Every line below that has the word "Conflict" counts once; report how many lines that makes, with no other words.

#### Records supplied ####

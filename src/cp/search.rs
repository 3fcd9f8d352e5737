//! Default exact engine: depth-first branch-and-bound.
//!
//! # Algorithm
//!
//! 1. Propagate bounds to a fixpoint: linear rows (bounds consistency),
//!    sequencing precedences and pairwise disjunctive reasoning for every
//!    no-overlap group, followed by an overload check per group.
//! 2. Branch on sequencing: take the first group with unranked intervals
//!    and try each unranked interval as the next one (earliest start first).
//! 3. Once every group is ranked, branch on values: `x = lb`, then `x >= lb + 1`.
//! 4. On each solution, post `objective <= best - 1` and keep searching.
//!
//! The search is complete, so an exhausted tree proves optimality (or
//! infeasibility). Budgets are checked once per node: the node limit ends
//! the search with the incumbent (`Feasible`), the wall-clock limit ends it
//! with `Timeout` whether or not an incumbent exists.
//!
//! Bound arithmetic runs in `i128`, so domains anywhere in `i64` are safe.
//!
//! # Reference
//! - Baptiste, Le Pape & Nuijten (2001), "Constraint-Based Scheduling", Ch. 2-4
//! - Carlier & Pinson (1989), "An Algorithm for Solving the Job-Shop Problem"

use std::collections::BTreeMap;
use std::time::{Duration, Instant};

use log::{debug, warn};

use super::model::{Constraint, CpModel, LinearExpr, Relation};
use super::solution::{CpSolution, SolverConfig, SolverStatus};
use super::CpSolver;

/// Caps one fixpoint; an unfinished fixpoint is still sound, only weaker.
const MAX_PROPAGATION_ROUNDS: usize = 10_000;

/// Exact branch-and-bound solver for [`CpModel`]s.
///
/// Deterministic: the same model and node limit yield the same solution.
/// The only load-dependent outcome is the wall-clock backstop, which never
/// returns values.
///
/// # Example
/// ```
/// use u_slotplan::cp::{BranchAndBoundSolver, CpModel, CpSolver, SolverConfig, SolverStatus};
///
/// let mut model = CpModel::new("pair");
/// let s1 = model.new_int_var(0, 10, "s1");
/// let e1 = model.new_int_var(0, 10, "e1");
/// let s2 = model.new_int_var(0, 10, "s2");
/// let e2 = model.new_int_var(0, 10, "e2");
/// let a = model.add_interval(s1, 3, e1, "a");
/// let b = model.add_interval(s2, 4, e2, "b");
/// model.add_no_overlap(vec![a, b]);
/// let makespan = model.new_int_var(0, 10, "makespan");
/// model.add_ge(makespan.minus(e1), 0);
/// model.add_ge(makespan.minus(e2), 0);
/// model.minimize(makespan.into());
///
/// let solution = BranchAndBoundSolver::new().solve(&model, &SolverConfig::default());
/// assert_eq!(solution.status, SolverStatus::Optimal);
/// assert_eq!(solution.objective, Some(7));
/// ```
#[derive(Debug, Clone, Copy, Default)]
pub struct BranchAndBoundSolver;

impl BranchAndBoundSolver {
    /// Creates a new solver.
    pub fn new() -> Self {
        Self
    }
}

impl CpSolver for BranchAndBoundSolver {
    fn solve(&self, model: &CpModel, config: &SolverConfig) -> CpSolution {
        let started = Instant::now();

        if let Err(msg) = model.validate() {
            warn!("model '{}' rejected: {msg}", model.name);
            return CpSolution::error(msg);
        }

        let mut search = Search::new(model, config, started);
        let best = search.run();
        let elapsed_ms = started.elapsed().as_millis() as u64;

        let status = match (&best, search.stopped) {
            (Some(_), None) => SolverStatus::Optimal,
            (Some(_), Some(Stop::NodeLimit)) => SolverStatus::Feasible,
            (_, Some(_)) => SolverStatus::Timeout,
            (None, None) => SolverStatus::Infeasible,
        };

        if let Some(stop) = search.stopped {
            warn!(
                "model '{}': {stop:?} reached after {} nodes / {elapsed_ms} ms ({status:?})",
                model.name, search.nodes
            );
        } else {
            debug!(
                "model '{}': search complete after {} nodes / {elapsed_ms} ms ({status:?})",
                model.name, search.nodes
            );
        }

        let (values, objective) = match best {
            Some(incumbent) if status.has_solution() => (incumbent.values, incumbent.objective),
            _ => (Vec::new(), None),
        };

        CpSolution {
            status,
            values,
            objective,
            nodes: search.nodes,
            elapsed_ms,
            message: None,
        }
    }
}

/// Σ a·x <= rhs over variable indices.
#[derive(Debug, Clone)]
struct Row {
    terms: Vec<(usize, i128)>,
    rhs: i128,
}

impl Row {
    fn from_constraint(expr: &LinearExpr, relation: Relation, rhs: i64) -> Vec<Row> {
        let mut merged: BTreeMap<usize, i128> = BTreeMap::new();
        for &(v, c) in &expr.terms {
            *merged.entry(v.index()).or_insert(0) += c as i128;
        }
        let terms: Vec<(usize, i128)> = merged.into_iter().filter(|&(_, c)| c != 0).collect();
        let bound = rhs as i128 - expr.constant as i128;

        let le = Row {
            terms: terms.clone(),
            rhs: bound,
        };
        let ge = Row {
            terms: terms.iter().map(|&(v, c)| (v, -c)).collect(),
            rhs: -bound,
        };

        match relation {
            Relation::Le => vec![le],
            Relation::Ge => vec![ge],
            Relation::Eq => vec![le, ge],
        }
    }

    fn is_satisfied(&self, values: &[i64]) -> bool {
        let lhs: i128 = self
            .terms
            .iter()
            .map(|&(v, c)| c * values[v] as i128)
            .sum();
        lhs <= self.rhs
    }
}

/// Why the search ended early.
#[derive(Debug, Clone, Copy, PartialEq, Eq)]
enum Stop {
    NodeLimit,
    TimeLimit,
}

/// Propagation failure: the node has no solution.
#[derive(Debug)]
struct Conflict;

type Propagation = Result<bool, Conflict>;

#[derive(Debug, Clone)]
struct Node {
    domains: Vec<(i64, i64)>,
    /// `(a, b)`: interval `a` ends before interval `b` starts.
    precedences: Vec<(usize, usize)>,
    /// Ranked prefix per no-overlap group.
    ranked: Vec<Vec<usize>>,
}

#[derive(Debug, Clone)]
struct Incumbent {
    values: Vec<i64>,
    objective: Option<i64>,
}

struct Search<'a> {
    model: &'a CpModel,
    rows: Vec<Row>,
    /// Interval index → (start variable index, size).
    intervals: Vec<(usize, i64)>,
    /// No-overlap groups with at least two intervals.
    groups: Vec<Vec<usize>>,
    objective_bound: Option<Row>,
    best: Option<Incumbent>,
    nodes: u64,
    deadline: Option<Instant>,
    node_limit: Option<u64>,
    stopped: Option<Stop>,
}
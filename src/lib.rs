//! Single-resource task slot planning.
//!
//! Places a batch of tasks (priority, duration, deadline) into
//! non-overlapping slots on one shared resource within a planning horizon.
//!
//! # Modules
//!
//! - **`models`**: Domain types — `Task`, `SchedulingRequest`, `Strategy`,
//!   `Schedule`, `ScheduledEntry`
//! - **`validation`**: Input integrity checks (duplicate IDs, durations, horizon)
//! - **`scheduler`**: Greedy packing, exact makespan minimization, result
//!   assembly, KPIs and the `TaskScheduler` entry point
//! - **`cp`**: Constraint model, solver contract and the built-in
//!   branch-and-bound engine
//! - **`api`**: JSON wire adapter for an embedding transport
//! - **`error`**: `ScheduleError` taxonomy
//!
//! # Example
//!
//! ```
//! use u_slotplan::models::{SchedulingRequest, Strategy, Task};
//!
//! let request = SchedulingRequest::new(
//!     vec![
//!         Task::new(1, 3, 5).with_priority(5),
//!         Task::new(2, 4, 4).with_priority(3),
//!     ],
//!     10,
//! );
//!
//! let greedy = u_slotplan::schedule(&request, Strategy::Greedy).unwrap();
//! assert_eq!(greedy.task_ids(), vec![1]);
//!
//! let optimal = u_slotplan::schedule(&request, Strategy::Optimal).unwrap();
//! assert_eq!(optimal.makespan(), 7);
//! ```
//!
//! # References
//!
//! - Pinedo (2016), "Scheduling: Theory, Algorithms, and Systems"
//! - Baptiste et al. (2001), "Constraint-Based Scheduling"

pub mod api;
pub mod cp;
pub mod error;
pub mod models;
pub mod scheduler;
pub mod validation;

pub use error::{ErrorKind, ScheduleError, ScheduleResult};
pub use scheduler::{schedule, SchedulerConfig, TaskScheduler};
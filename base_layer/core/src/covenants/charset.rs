// Copyright 2024. The Tari Project
//
// Redistribution and use in source and binary forms, with or without modification, are permitted provided that the
// following conditions are met:
//
// 1. Redistributions of source code must retain the above copyright notice, this list of conditions and the following
// disclaimer.
//
// 2. Redistributions in binary form must reproduce the above copyright notice, this list of conditions and the
// following disclaimer in the documentation and/or other materials provided with the distribution.
//
// 3. Neither the name of the copyright holder nor the names of its contributors may be used to endorse or promote
// products derived from this software without specific prior written permission.
//
// THIS SOFTWARE IS PROVIDED BY THE COPYRIGHT HOLDERS AND CONTRIBUTORS "AS IS" AND ANY EXPRESS OR IMPLIED WARRANTIES,
// INCLUDING, BUT NOT LIMITED TO, THE IMPLIED WARRANTIES OF MERCHANTABILITY AND FITNESS FOR A PARTICULAR PURPOSE ARE
// DISCLAIMED. IN NO EVENT SHALL THE COPYRIGHT HOLDER OR CONTRIBUTORS BE LIABLE FOR ANY DIRECT, INDIRECT, INCIDENTAL,
// SPECIAL, EXEMPLARY, OR CONSEQUENTIAL DAMAGES (INCLUDING, BUT NOT LIMITED TO, PROCUREMENT OF SUBSTITUTE GOODS OR
// SERVICES; LOSS OF USE, DATA, OR PROFITS; OR BUSINESS INTERRUPTION) HOWEVER CAUSED AND ON ANY THEORY OF LIABILITY,
// WHETHER IN CONTRACT, STRICT LIABILITY, OR TORT (INCLUDING NEGLIGENCE OR OTHERWISE) ARISING IN ANY WAY OUT OF THE
// USE OF THIS SOFTWARE, EVEN IF ADVISED OF THE POSSIBILITY OF SUCH DAMAGE.

use crate::covenants::CovenantError;

pub const HYPHEN: u8 = 45;

/// Names may only contain ASCII letters, digits and the hyphen
pub fn is_valid_name_character(c: u8) -> bool {
    c == HYPHEN || (97..123).contains(&c) || (65..91).contains(&c) || (48..58).contains(&c)
}

pub fn is_valid_name(name: &[u8]) -> bool {
    !name.is_empty() && name.iter().all(|c| is_valid_name_character(*c))
}

/// The 1-based position of the first character that is not allowed in a name
pub fn first_invalid_character(name: &[u8]) -> Option<usize> {
    name.iter().position(|c| !is_valid_name_character(*c)).map(|i| i + 1)
}

/// Succeeds, returning the offending byte, only if the character at the 1-based `character_number` is not allowed
/// in a name. This is the condition under which a name can be penalised.
pub fn check_invalid_character(name: &[u8], character_number: i64) -> Result<u8, CovenantError> {
    let out_of_range = || CovenantError::CharacterOutOfRange {
        position: character_number,
        length: name.len(),
    };
    let position = usize::try_from(character_number).map_err(|_| out_of_range())?;
    if position == 0 {
        return Err(out_of_range());
    }
    let character = *name.get(position - 1).ok_or_else(out_of_range)?;
    if is_valid_name_character(character) {
        return Err(CovenantError::ValidCharacter { position, character });
    }
    Ok(character)
}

####

### Exercise result:
2